Of course, all that was part of why Get Out worked so well. Because it was absolutely a horror movie, but one that didn't necessarily look that way at first. The film found its horrific elements in other places beyond simply violence. We didn't get the visual horror that we expect from a traditional "slasher movie." However, the scenario was pure nightmare fuel even if the villains didn't wear hockey masks.

And that's part of why Us is feeling so scary to me now now. Based on the early responses by those that saw Us at SXSW, it's clear the movie has more to say than the trailers are letting on, in much the same way that Get Out did, yet in addition to that, the movie also has those elements of "traditional horror" that make this one feel like it's going to be bloody and violent.

I've seen more than my share of horror movies in recent years, it's sort of my job now, but when I was a kid I was certainly one of those people who "didn't do horror." It wasn't so much that I avoided the genre, I simply didn't seek it out. The idea of being uncomfortable while watching a movie just didn't appeal to me -- it wasn't what I went to the movies for. When I did see them, horror movies didn't necessarily scare me, but they always made me nervous that they might.

Horror movies still make me nervous and uncomfortable to some extent now. I mean, they're supposed to, but never has it been like this. I didn't feel like this when I went to see IT, another movie that was actually one of my favorites in 2017. I'm just as excited to see that sequel later this year, without any of the stomach-churning dread that comes with Us.

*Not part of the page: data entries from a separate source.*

//! HTTP request handlers for the Compliance Server API
//!
//! Provides handlers for:
//! - Health checks
//! - Content generation and document review
//! - Rule administration
//! - Approval workflow and audit trail

use axum::{
    extract::{Multipart, Path, Query, State},
    http::StatusCode,
    Json,
};
use compliance_core::pipeline::GenerateRequest;
use compliance_core::{ComplianceError, DocumentReviewOutcome, DuplicateReport};
use compliance_types::{
    ApprovalDecision, ApprovalStatus, AuditLogEntry, ContentSubmission, Rule, RuleCategory,
    RuleSeverity,
};
use serde::{Deserialize, Serialize};
use std::sync::Arc;
use tracing::{error, info};
use uuid::Uuid;

use crate::state::AppState;

// ============================================================================
// Request/Response types
// ============================================================================

#[derive(Debug, Deserialize)]
pub struct GenerateContentRequest {
    pub prompt: String,
    pub user_id: Uuid,
    #[serde(default)]
    pub enhance_prompt: bool,
}

#[derive(Debug, Serialize)]
pub struct GenerateContentResponse {
    pub submission: ContentSubmission,
    pub risk_level: String,
    pub recommendations: Vec<String>,
    pub enhanced_prompt: Option<String>,
}

#[derive(Debug, Deserialize)]
pub struct RewriteRequest {
    pub submission_id: Uuid,
}

#[derive(Debug, Serialize)]
pub struct RewriteResponse {
    pub content: String,
}

#[derive(Debug, Deserialize)]
pub struct CreateRuleRequest {
    pub rule_text: String,
    pub category: String,
    pub severity: String,
    pub created_by: Uuid,
}

#[derive(Debug, Deserialize)]
pub struct UpdateRuleRequest {
    pub updated_by: Uuid,
    pub rule_text: Option<String>,
    pub category: Option<String>,
    pub severity: Option<String>,
}

#[derive(Debug, Deserialize)]
pub struct ActorRequest {
    pub actor_id: Uuid,
}

#[derive(Debug, Deserialize)]
pub struct CheckDuplicateRequest {
    pub rule_text: String,
}

#[derive(Debug, Deserialize)]
pub struct ApprovalRequest {
    pub approved_by: Uuid,
    pub notes: Option<String>,
}

#[derive(Debug, Deserialize)]
pub struct ListRulesQuery {
    #[serde(default)]
    pub include_inactive: bool,
}

#[derive(Debug, Serialize)]
pub struct SyncResponse {
    pub synced: usize,
}

#[derive(Debug, Serialize)]
pub struct HealthResponse {
    pub status: String,
}

type ApiError = (StatusCode, String);

fn api_error(err: ComplianceError) -> ApiError {
    let status = match &err {
        ComplianceError::UnsupportedFormat { .. } => StatusCode::BAD_REQUEST,
        ComplianceError::ExtractionFailed(_) => StatusCode::UNPROCESSABLE_ENTITY,
        ComplianceError::RuleNotFound { .. } | ComplianceError::SubmissionNotFound { .. } => {
            StatusCode::NOT_FOUND
        }
        _ => StatusCode::INTERNAL_SERVER_ERROR,
    };
    error!("Request failed: {}", err);
    (status, err.to_string())
}

fn bad_request(message: impl Into<String>) -> ApiError {
    (StatusCode::BAD_REQUEST, message.into())
}

fn parse_category(label: &str) -> Result<RuleCategory, ApiError> {
    RuleCategory::parse(label).ok_or_else(|| bad_request(format!("Unknown category: {label}")))
}

fn parse_severity(label: &str) -> Result<RuleSeverity, ApiError> {
    RuleSeverity::parse(label).ok_or_else(|| bad_request(format!("Unknown severity: {label}")))
}

// ============================================================================
// Handlers
// ============================================================================

/// Health check endpoint
pub async fn health() -> Json<HealthResponse> {
    Json(HealthResponse {
        status: "ok".to_string(),
    })
}

/// Generate content from a prompt and review it
pub async fn generate(
    State(state): State<Arc<AppState>>,
    Json(request): Json<GenerateContentRequest>,
) -> Result<Json<GenerateContentResponse>, ApiError> {
    info!(user = %request.user_id, "Generating content");

    let outcome = state
        .pipeline
        .generate_content(GenerateRequest {
            prompt: request.prompt,
            user_id: request.user_id,
            enhance_prompt: request.enhance_prompt,
        })
        .await
        .map_err(api_error)?;

    Ok(Json(GenerateContentResponse {
        submission: outcome.submission,
        risk_level: outcome.ai_review.risk_level,
        recommendations: outcome.ai_review.recommendations,
        enhanced_prompt: outcome.enhanced_prompt,
    }))
}

/// Review an uploaded document (multipart: `file`, plus a `user_id` field)
///
/// Returns the persisted submission together with the per-chunk violation
/// detail behind the verdict.
pub async fn check_document(
    State(state): State<Arc<AppState>>,
    mut multipart: Multipart,
) -> Result<Json<DocumentReviewOutcome>, ApiError> {
    let mut file: Option<(String, Vec<u8>)> = None;
    let mut user_id: Option<Uuid> = None;

    while let Some(field) = multipart
        .next_field()
        .await
        .map_err(|e| bad_request(format!("Invalid multipart body: {e}")))?
    {
        match field.name() {
            Some("file") => {
                let filename = field
                    .file_name()
                    .ok_or_else(|| bad_request("File field has no filename"))?
                    .to_string();
                let bytes = field
                    .bytes()
                    .await
                    .map_err(|e| bad_request(format!("Failed to read upload: {e}")))?;
                file = Some((filename, bytes.to_vec()));
            }
            Some("user_id") => {
                let value = field
                    .text()
                    .await
                    .map_err(|e| bad_request(format!("Failed to read user_id: {e}")))?;
                user_id = Some(
                    value
                        .parse()
                        .map_err(|_| bad_request("user_id is not a valid UUID"))?,
                );
            }
            _ => {}
        }
    }

    let (filename, content) = file.ok_or_else(|| bad_request("Missing file field"))?;
    let user_id = user_id.ok_or_else(|| bad_request("Missing user_id field"))?;

    info!(filename, user = %user_id, "Checking document");
    let outcome = state
        .pipeline
        .check_document(&content, &filename, user_id)
        .await
        .map_err(api_error)?;
    Ok(Json(outcome))
}

/// Rewrite a flagged submission into compliant form
pub async fn rewrite(
    State(state): State<Arc<AppState>>,
    Json(request): Json<RewriteRequest>,
) -> Result<Json<RewriteResponse>, ApiError> {
    let submission = state
        .pipeline
        .get_submission(request.submission_id)
        .await
        .map_err(api_error)?
        .ok_or_else(|| {
            api_error(ComplianceError::SubmissionNotFound {
                submission_id: request.submission_id,
            })
        })?;

    let content = state
        .pipeline
        .rewrite_compliant(&submission.final_content, &submission.rules_triggered)
        .await
        .map_err(api_error)?;
    Ok(Json(RewriteResponse { content }))
}

/// List all submissions, newest first
pub async fn list_content(
    State(state): State<Arc<AppState>>,
) -> Result<Json<Vec<ContentSubmission>>, ApiError> {
    let submissions = state.pipeline.list_submissions().await.map_err(api_error)?;
    Ok(Json(submissions))
}

/// Fetch one submission
pub async fn get_content(
    State(state): State<Arc<AppState>>,
    Path(id): Path<Uuid>,
) -> Result<Json<ContentSubmission>, ApiError> {
    state
        .pipeline
        .get_submission(id)
        .await
        .map_err(api_error)?
        .map(Json)
        .ok_or_else(|| api_error(ComplianceError::SubmissionNotFound { submission_id: id }))
}

pub async fn approve_content(
    State(state): State<Arc<AppState>>,
    Path(id): Path<Uuid>,
    Json(request): Json<ApprovalRequest>,
) -> Result<Json<ContentSubmission>, ApiError> {
    decide(state, id, request, ApprovalStatus::Approved).await
}

pub async fn reject_content(
    State(state): State<Arc<AppState>>,
    Path(id): Path<Uuid>,
    Json(request): Json<ApprovalRequest>,
) -> Result<Json<ContentSubmission>, ApiError> {
    decide(state, id, request, ApprovalStatus::Rejected).await
}

async fn decide(
    state: Arc<AppState>,
    id: Uuid,
    request: ApprovalRequest,
    status: ApprovalStatus,
) -> Result<Json<ContentSubmission>, ApiError> {
    let submission = state
        .pipeline
        .apply_approval(
            id,
            ApprovalDecision {
                approved_by: request.approved_by,
                status,
                notes: request.notes,
            },
        )
        .await
        .map_err(api_error)?;
    Ok(Json(submission))
}

/// List rules; active versions only unless `include_inactive=true`
pub async fn list_rules(
    State(state): State<Arc<AppState>>,
    Query(query): Query<ListRulesQuery>,
) -> Result<Json<Vec<Rule>>, ApiError> {
    let rules = if query.include_inactive {
        state.rule_service.get_all_rules().await
    } else {
        state.rule_service.get_active_rules().await
    }
    .map_err(api_error)?;
    Ok(Json(rules))
}

pub async fn create_rule(
    State(state): State<Arc<AppState>>,
    Json(request): Json<CreateRuleRequest>,
) -> Result<Json<Rule>, ApiError> {
    let rule = state
        .rule_service
        .create_rule(
            request.rule_text,
            parse_category(&request.category)?,
            parse_severity(&request.severity)?,
            request.created_by,
        )
        .await
        .map_err(api_error)?;
    Ok(Json(rule))
}

pub async fn update_rule(
    State(state): State<Arc<AppState>>,
    Path(id): Path<Uuid>,
    Json(request): Json<UpdateRuleRequest>,
) -> Result<Json<Rule>, ApiError> {
    let category = request
        .category
        .as_deref()
        .map(parse_category)
        .transpose()?;
    let severity = request
        .severity
        .as_deref()
        .map(parse_severity)
        .transpose()?;

    let rule = state
        .rule_service
        .update_rule(id, request.updated_by, request.rule_text, category, severity)
        .await
        .map_err(api_error)?;
    Ok(Json(rule))
}

pub async fn activate_rule(
    State(state): State<Arc<AppState>>,
    Path(id): Path<Uuid>,
    Json(request): Json<ActorRequest>,
) -> Result<Json<Rule>, ApiError> {
    let rule = state
        .rule_service
        .activate_rule(id, request.actor_id)
        .await
        .map_err(api_error)?;
    Ok(Json(rule))
}

pub async fn deactivate_rule(
    State(state): State<Arc<AppState>>,
    Path(id): Path<Uuid>,
    Json(request): Json<ActorRequest>,
) -> Result<Json<Rule>, ApiError> {
    let rule = state
        .rule_service
        .deactivate_rule(id, request.actor_id)
        .await
        .map_err(api_error)?;
    Ok(Json(rule))
}

/// Check a candidate rule text for duplicates before creating it
pub async fn check_duplicate(
    State(state): State<Arc<AppState>>,
    Json(request): Json<CheckDuplicateRequest>,
) -> Result<Json<DuplicateReport>, ApiError> {
    let report = state
        .duplicates
        .check_duplicates(&request.rule_text)
        .await
        .map_err(api_error)?;
    Ok(Json(report))
}

/// Extract rules from an uploaded regulatory PDF (multipart: `file`,
/// `created_by`)
pub async fn extract_rules(
    State(state): State<Arc<AppState>>,
    mut multipart: Multipart,
) -> Result<Json<Vec<Rule>>, ApiError> {
    let mut content: Option<Vec<u8>> = None;
    let mut created_by: Option<Uuid> = None;

    while let Some(field) = multipart
        .next_field()
        .await
        .map_err(|e| bad_request(format!("Invalid multipart body: {e}")))?
    {
        match field.name() {
            Some("file") => {
                let bytes = field
                    .bytes()
                    .await
                    .map_err(|e| bad_request(format!("Failed to read upload: {e}")))?;
                content = Some(bytes.to_vec());
            }
            Some("created_by") => {
                let value = field
                    .text()
                    .await
                    .map_err(|e| bad_request(format!("Failed to read created_by: {e}")))?;
                created_by = Some(
                    value
                        .parse()
                        .map_err(|_| bad_request("created_by is not a valid UUID"))?,
                );
            }
            _ => {}
        }
    }

    let content = content.ok_or_else(|| bad_request("Missing file field"))?;
    let created_by = created_by.ok_or_else(|| bad_request("Missing created_by field"))?;

    let rules = state
        .rule_service
        .extract_rules_from_pdf(&content, created_by)
        .await
        .map_err(api_error)?;
    info!(count = rules.len(), "Extracted rules from PDF");
    Ok(Json(rules))
}

/// Re-embed every stored rule into the vector index
pub async fn sync_embeddings(
    State(state): State<Arc<AppState>>,
) -> Result<Json<SyncResponse>, ApiError> {
    let synced = state
        .rule_service
        .sync_embeddings()
        .await
        .map_err(api_error)?;
    Ok(Json(SyncResponse { synced }))
}

/// Full audit trail, oldest first
pub async fn list_audit(State(state): State<Arc<AppState>>) -> Json<Vec<AuditLogEntry>> {
    Json(state.audit.entries().await)
}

Also, it should be noted, that "jump scares" get me all the time. Every. Single. Time. Even a movie I've seen before has about a 40% chance of making me spill something with a jump scare. When I'm seeing a movie for the first time, popcorn flying into the aisle is virtually guaranteed.

Everything about the Us trailer makes me uncomfortable in a way that I haven't felt in a really long time. The dark versions of the main characters feel not simply evil, but wrong. The way they look, the way they move, it all feels off. These are scariest movie monsters I've ever encountered, and I've only made it as far as the trailer.

Of course, what might make Us so potentially terrifying is that I'm also so incredibly excited to see it. I'm throwing myself to the wolves with this one in a way that I haven't with any other recent horror movie. It makes me feel vulnerable in a way that I don't usually let myself get with any movie. Even if it wasn't my job to see Us, I would be seeing the new movie from the man that brought us Get Out this weekend.

I have no idea what's in store for me when I see Us this week, although I'm prepared to be terrified on multiple levels. I may have to skip out on bringing snacks due to the aforementioned fear of throwing them all over the aisles. I can't wait.